▶ WHAT THE EXERCISE ASKS: Copy every line of the entries that has the string "AppError" in it.

++++ GIVEN DATA

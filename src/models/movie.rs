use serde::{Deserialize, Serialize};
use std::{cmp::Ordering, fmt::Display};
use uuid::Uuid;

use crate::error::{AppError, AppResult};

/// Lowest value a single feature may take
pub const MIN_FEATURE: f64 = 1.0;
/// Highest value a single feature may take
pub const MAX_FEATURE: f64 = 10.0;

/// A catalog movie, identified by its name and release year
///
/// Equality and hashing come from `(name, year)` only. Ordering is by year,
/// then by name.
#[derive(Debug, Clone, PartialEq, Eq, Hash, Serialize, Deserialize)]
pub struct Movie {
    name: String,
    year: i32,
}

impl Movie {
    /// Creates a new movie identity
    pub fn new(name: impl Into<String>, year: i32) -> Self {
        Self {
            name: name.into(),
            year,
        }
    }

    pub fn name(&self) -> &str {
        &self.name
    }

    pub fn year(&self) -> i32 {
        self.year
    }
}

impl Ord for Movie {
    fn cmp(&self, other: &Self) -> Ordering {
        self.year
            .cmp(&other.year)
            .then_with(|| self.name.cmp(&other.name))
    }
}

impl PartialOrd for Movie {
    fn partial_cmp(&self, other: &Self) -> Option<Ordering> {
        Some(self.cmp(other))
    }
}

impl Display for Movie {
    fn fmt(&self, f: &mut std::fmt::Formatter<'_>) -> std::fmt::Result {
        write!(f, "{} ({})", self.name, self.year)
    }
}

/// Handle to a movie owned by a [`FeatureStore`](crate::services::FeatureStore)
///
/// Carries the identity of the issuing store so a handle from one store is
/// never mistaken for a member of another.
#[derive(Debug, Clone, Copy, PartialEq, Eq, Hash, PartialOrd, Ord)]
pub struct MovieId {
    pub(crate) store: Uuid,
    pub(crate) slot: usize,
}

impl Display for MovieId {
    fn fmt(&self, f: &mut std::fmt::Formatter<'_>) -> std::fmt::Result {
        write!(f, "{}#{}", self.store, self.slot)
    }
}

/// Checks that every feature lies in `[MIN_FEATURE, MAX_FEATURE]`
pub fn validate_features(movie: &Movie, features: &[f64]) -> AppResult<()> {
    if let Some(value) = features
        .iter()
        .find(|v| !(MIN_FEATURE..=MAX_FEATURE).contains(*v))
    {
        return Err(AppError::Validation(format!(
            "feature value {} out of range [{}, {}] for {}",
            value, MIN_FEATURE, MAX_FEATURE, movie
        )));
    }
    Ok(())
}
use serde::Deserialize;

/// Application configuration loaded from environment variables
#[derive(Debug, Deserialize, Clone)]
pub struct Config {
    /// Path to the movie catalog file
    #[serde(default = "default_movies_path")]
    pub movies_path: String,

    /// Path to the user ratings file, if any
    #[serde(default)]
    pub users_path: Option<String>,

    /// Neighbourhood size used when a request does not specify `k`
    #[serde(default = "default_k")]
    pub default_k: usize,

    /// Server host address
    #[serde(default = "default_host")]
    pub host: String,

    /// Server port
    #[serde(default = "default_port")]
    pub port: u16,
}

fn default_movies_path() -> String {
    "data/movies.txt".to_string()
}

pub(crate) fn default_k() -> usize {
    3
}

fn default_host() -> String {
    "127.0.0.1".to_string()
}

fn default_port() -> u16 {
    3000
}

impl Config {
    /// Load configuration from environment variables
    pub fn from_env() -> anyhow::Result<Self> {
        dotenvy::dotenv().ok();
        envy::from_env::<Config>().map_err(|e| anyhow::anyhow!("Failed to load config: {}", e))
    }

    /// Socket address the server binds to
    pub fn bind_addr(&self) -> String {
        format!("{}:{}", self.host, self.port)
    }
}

++++++++
++++ GIVEN DATA

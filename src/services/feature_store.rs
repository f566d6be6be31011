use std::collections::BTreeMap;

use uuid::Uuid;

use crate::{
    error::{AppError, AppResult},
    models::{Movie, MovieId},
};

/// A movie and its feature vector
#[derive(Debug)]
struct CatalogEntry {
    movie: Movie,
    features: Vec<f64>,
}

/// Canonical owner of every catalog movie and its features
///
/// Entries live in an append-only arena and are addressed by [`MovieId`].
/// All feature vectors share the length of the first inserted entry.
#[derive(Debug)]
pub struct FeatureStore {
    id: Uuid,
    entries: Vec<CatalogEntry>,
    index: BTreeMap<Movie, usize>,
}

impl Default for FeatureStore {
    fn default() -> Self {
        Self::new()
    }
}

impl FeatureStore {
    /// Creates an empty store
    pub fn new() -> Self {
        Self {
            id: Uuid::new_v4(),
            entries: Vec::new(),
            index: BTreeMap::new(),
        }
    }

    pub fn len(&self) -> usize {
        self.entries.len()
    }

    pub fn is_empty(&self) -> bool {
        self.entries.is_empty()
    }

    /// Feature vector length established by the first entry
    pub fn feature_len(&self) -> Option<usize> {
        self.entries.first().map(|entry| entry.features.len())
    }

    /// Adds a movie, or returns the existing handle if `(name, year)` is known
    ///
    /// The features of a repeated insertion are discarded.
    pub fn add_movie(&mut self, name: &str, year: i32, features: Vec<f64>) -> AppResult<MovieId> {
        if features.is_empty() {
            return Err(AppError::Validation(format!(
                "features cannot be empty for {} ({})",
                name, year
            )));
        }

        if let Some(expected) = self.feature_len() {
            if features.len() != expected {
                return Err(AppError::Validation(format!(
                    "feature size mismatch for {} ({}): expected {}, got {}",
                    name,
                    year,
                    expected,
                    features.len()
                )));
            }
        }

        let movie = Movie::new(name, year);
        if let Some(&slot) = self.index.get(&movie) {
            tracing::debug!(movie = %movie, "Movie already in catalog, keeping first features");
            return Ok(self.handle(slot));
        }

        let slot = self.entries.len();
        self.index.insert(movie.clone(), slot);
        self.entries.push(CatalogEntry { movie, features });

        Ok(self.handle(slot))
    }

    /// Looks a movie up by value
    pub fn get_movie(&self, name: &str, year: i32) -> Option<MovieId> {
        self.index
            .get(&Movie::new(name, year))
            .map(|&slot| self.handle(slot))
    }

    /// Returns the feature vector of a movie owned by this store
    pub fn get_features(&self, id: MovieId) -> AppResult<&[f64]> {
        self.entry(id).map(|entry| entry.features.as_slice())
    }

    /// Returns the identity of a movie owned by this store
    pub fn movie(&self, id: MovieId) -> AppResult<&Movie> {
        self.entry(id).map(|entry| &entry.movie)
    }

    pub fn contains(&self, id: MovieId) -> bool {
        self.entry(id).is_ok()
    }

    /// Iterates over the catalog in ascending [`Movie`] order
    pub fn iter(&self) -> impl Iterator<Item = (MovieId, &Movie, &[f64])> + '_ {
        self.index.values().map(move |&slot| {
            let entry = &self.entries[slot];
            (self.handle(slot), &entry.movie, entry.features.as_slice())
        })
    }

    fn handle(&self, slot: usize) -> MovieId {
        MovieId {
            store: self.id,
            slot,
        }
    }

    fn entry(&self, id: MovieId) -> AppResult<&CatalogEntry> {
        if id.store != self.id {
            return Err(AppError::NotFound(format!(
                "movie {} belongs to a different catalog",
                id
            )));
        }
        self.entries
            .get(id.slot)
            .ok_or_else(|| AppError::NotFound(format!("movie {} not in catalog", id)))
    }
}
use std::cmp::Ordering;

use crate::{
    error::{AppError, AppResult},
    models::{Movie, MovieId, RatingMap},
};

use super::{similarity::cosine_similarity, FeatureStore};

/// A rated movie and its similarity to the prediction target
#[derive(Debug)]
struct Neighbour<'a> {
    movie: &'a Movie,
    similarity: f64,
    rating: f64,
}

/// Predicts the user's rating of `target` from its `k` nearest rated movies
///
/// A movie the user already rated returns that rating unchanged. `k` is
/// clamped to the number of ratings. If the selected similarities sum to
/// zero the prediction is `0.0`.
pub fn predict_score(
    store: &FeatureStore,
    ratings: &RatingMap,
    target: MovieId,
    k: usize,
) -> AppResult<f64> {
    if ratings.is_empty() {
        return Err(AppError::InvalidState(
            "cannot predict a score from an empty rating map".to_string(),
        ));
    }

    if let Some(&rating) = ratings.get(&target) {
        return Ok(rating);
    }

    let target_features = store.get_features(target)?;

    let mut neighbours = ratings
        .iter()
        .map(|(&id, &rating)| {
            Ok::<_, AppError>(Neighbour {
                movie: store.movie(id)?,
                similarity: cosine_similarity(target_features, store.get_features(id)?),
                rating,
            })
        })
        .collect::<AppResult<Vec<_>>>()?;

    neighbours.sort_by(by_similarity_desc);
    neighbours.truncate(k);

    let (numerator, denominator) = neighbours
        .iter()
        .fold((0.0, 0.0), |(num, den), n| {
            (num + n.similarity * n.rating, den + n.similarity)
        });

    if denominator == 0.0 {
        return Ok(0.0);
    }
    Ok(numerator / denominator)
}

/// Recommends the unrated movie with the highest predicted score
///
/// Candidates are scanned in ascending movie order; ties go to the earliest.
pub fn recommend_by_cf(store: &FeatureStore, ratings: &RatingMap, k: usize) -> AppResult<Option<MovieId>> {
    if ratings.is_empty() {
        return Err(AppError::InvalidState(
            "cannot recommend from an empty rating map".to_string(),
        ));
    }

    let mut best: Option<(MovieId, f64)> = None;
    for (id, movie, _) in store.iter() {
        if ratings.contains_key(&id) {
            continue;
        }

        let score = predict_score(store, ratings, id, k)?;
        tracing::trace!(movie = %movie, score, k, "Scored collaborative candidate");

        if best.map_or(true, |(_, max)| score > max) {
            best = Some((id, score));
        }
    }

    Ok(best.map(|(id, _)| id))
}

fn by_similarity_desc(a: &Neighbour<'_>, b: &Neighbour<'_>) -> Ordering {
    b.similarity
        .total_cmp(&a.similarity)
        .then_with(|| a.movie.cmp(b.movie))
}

++++++++
++++ GIVEN DATA

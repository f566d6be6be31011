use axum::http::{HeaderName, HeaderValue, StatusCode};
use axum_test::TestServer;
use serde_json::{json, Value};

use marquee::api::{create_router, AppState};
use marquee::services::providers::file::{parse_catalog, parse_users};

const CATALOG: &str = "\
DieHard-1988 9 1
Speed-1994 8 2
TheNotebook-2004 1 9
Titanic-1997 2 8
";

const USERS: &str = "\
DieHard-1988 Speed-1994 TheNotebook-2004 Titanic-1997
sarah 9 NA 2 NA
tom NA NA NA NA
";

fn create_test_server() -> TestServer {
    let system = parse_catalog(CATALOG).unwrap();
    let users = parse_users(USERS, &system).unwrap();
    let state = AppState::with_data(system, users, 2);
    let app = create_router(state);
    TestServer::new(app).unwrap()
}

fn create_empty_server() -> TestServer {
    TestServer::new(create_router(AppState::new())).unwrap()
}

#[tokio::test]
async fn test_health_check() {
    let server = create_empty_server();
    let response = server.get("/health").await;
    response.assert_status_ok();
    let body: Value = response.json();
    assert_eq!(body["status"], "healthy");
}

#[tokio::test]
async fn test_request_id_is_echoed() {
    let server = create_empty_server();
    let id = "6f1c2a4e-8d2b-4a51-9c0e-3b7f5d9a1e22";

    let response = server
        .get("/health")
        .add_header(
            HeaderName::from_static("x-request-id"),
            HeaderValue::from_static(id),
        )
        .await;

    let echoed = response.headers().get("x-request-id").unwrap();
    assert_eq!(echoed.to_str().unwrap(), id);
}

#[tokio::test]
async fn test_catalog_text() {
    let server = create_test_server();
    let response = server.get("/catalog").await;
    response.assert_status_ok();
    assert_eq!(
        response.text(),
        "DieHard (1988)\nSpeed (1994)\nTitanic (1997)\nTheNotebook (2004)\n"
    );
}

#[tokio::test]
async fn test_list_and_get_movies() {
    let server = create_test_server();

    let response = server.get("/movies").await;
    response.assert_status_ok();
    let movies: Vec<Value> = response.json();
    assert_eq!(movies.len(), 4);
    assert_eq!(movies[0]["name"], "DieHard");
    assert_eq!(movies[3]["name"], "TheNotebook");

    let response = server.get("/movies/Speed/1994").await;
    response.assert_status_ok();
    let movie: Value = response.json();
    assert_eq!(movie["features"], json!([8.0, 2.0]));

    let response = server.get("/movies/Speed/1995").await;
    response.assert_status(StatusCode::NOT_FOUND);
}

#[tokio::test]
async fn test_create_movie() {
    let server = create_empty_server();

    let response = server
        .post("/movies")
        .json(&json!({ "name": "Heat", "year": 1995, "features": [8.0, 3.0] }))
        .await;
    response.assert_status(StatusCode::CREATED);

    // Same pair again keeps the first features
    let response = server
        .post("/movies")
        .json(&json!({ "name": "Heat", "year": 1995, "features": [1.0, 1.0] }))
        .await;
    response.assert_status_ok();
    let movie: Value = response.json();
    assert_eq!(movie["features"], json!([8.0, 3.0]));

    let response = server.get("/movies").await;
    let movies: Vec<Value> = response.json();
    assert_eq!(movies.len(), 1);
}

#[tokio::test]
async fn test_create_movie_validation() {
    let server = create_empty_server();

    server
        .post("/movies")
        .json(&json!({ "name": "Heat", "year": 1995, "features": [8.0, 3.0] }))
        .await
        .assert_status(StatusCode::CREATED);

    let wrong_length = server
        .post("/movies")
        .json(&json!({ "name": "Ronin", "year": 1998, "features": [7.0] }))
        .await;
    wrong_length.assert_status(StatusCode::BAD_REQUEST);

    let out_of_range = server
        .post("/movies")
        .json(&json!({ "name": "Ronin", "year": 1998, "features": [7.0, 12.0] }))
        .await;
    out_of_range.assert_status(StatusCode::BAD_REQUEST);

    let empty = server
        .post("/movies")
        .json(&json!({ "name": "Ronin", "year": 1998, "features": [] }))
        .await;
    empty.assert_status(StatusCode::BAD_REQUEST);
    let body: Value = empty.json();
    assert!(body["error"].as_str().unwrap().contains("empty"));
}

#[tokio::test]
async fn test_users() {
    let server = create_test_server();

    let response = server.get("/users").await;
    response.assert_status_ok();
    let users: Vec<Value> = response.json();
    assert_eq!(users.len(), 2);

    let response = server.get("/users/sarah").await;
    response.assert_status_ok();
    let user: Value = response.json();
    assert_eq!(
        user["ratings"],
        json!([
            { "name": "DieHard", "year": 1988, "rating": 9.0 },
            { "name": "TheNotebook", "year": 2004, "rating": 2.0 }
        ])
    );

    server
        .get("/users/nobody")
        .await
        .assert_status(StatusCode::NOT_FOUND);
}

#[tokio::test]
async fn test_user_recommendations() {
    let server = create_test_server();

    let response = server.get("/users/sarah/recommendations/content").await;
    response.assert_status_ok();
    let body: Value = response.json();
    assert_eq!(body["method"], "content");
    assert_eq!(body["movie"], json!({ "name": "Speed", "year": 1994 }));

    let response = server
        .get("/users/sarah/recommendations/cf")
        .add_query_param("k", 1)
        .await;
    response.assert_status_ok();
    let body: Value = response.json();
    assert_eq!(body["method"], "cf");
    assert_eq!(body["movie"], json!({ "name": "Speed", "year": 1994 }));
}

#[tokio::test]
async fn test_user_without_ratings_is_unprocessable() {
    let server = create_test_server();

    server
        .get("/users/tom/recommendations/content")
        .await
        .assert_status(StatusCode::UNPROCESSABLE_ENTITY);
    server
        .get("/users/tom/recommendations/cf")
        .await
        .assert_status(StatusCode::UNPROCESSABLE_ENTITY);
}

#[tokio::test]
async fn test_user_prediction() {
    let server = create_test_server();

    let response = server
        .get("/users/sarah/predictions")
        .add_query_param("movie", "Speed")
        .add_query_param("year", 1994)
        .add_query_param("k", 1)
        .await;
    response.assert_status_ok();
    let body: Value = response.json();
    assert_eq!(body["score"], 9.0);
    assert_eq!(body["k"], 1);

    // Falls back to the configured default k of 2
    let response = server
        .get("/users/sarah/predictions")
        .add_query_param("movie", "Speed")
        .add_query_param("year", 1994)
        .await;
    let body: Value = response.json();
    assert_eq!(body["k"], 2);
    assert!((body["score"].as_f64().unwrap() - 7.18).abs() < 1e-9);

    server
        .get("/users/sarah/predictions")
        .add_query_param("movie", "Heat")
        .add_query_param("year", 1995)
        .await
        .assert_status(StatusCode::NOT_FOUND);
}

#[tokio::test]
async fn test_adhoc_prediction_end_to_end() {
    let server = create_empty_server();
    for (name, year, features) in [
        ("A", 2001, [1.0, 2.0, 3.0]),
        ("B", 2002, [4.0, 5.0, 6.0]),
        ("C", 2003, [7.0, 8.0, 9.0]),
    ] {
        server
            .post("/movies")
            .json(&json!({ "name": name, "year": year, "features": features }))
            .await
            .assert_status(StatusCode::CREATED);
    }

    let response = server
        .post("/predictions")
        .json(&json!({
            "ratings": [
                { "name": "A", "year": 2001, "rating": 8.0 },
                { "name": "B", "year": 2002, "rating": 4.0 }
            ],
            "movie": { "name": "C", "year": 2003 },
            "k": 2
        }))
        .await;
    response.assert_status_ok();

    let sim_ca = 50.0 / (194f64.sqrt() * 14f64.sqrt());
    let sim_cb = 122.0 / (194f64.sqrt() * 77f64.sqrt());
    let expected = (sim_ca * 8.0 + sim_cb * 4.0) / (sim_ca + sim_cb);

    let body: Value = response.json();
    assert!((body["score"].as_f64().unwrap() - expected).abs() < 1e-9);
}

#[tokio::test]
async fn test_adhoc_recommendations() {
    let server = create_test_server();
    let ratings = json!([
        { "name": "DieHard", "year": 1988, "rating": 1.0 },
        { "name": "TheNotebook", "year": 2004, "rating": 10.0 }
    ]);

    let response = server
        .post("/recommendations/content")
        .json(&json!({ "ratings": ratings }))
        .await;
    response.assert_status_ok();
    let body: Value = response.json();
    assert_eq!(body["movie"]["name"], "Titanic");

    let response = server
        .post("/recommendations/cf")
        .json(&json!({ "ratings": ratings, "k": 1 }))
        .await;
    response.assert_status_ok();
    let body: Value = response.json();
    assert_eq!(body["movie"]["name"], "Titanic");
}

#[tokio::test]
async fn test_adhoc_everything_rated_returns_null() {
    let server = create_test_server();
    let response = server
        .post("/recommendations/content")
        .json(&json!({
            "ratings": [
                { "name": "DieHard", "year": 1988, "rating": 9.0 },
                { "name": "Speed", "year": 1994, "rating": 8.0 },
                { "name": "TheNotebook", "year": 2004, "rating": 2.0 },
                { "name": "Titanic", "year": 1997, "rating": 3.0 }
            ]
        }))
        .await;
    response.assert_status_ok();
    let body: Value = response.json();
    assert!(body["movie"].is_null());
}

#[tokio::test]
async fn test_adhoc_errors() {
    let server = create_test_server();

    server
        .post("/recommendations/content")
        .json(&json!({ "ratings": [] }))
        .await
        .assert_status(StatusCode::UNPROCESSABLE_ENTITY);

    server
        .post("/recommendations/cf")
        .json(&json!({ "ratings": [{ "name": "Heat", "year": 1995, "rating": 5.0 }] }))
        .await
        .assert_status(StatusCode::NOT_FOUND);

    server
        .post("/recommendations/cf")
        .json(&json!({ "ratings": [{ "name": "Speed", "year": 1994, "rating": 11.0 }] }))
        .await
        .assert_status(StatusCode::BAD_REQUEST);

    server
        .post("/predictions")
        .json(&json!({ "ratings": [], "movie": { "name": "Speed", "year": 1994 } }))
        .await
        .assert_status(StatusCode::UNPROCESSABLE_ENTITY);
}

++++++++

▶ TASK RESULT:
use crate::error::{AppError, AppResult};
        return Err(AppError::Validation(format!(
    error::{AppError, AppResult},
            return Err(AppError::Validation(format!(
                return Err(AppError::Validation(format!(
            return Err(AppError::NotFound(format!(
            .ok_or_else(|| AppError::NotFound(format!("movie {} not in catalog", id)))
    error::{AppError, AppResult},
        return Err(AppError::InvalidState(
            Ok::<_, AppError>(Neighbour {
        return Err(AppError::InvalidState(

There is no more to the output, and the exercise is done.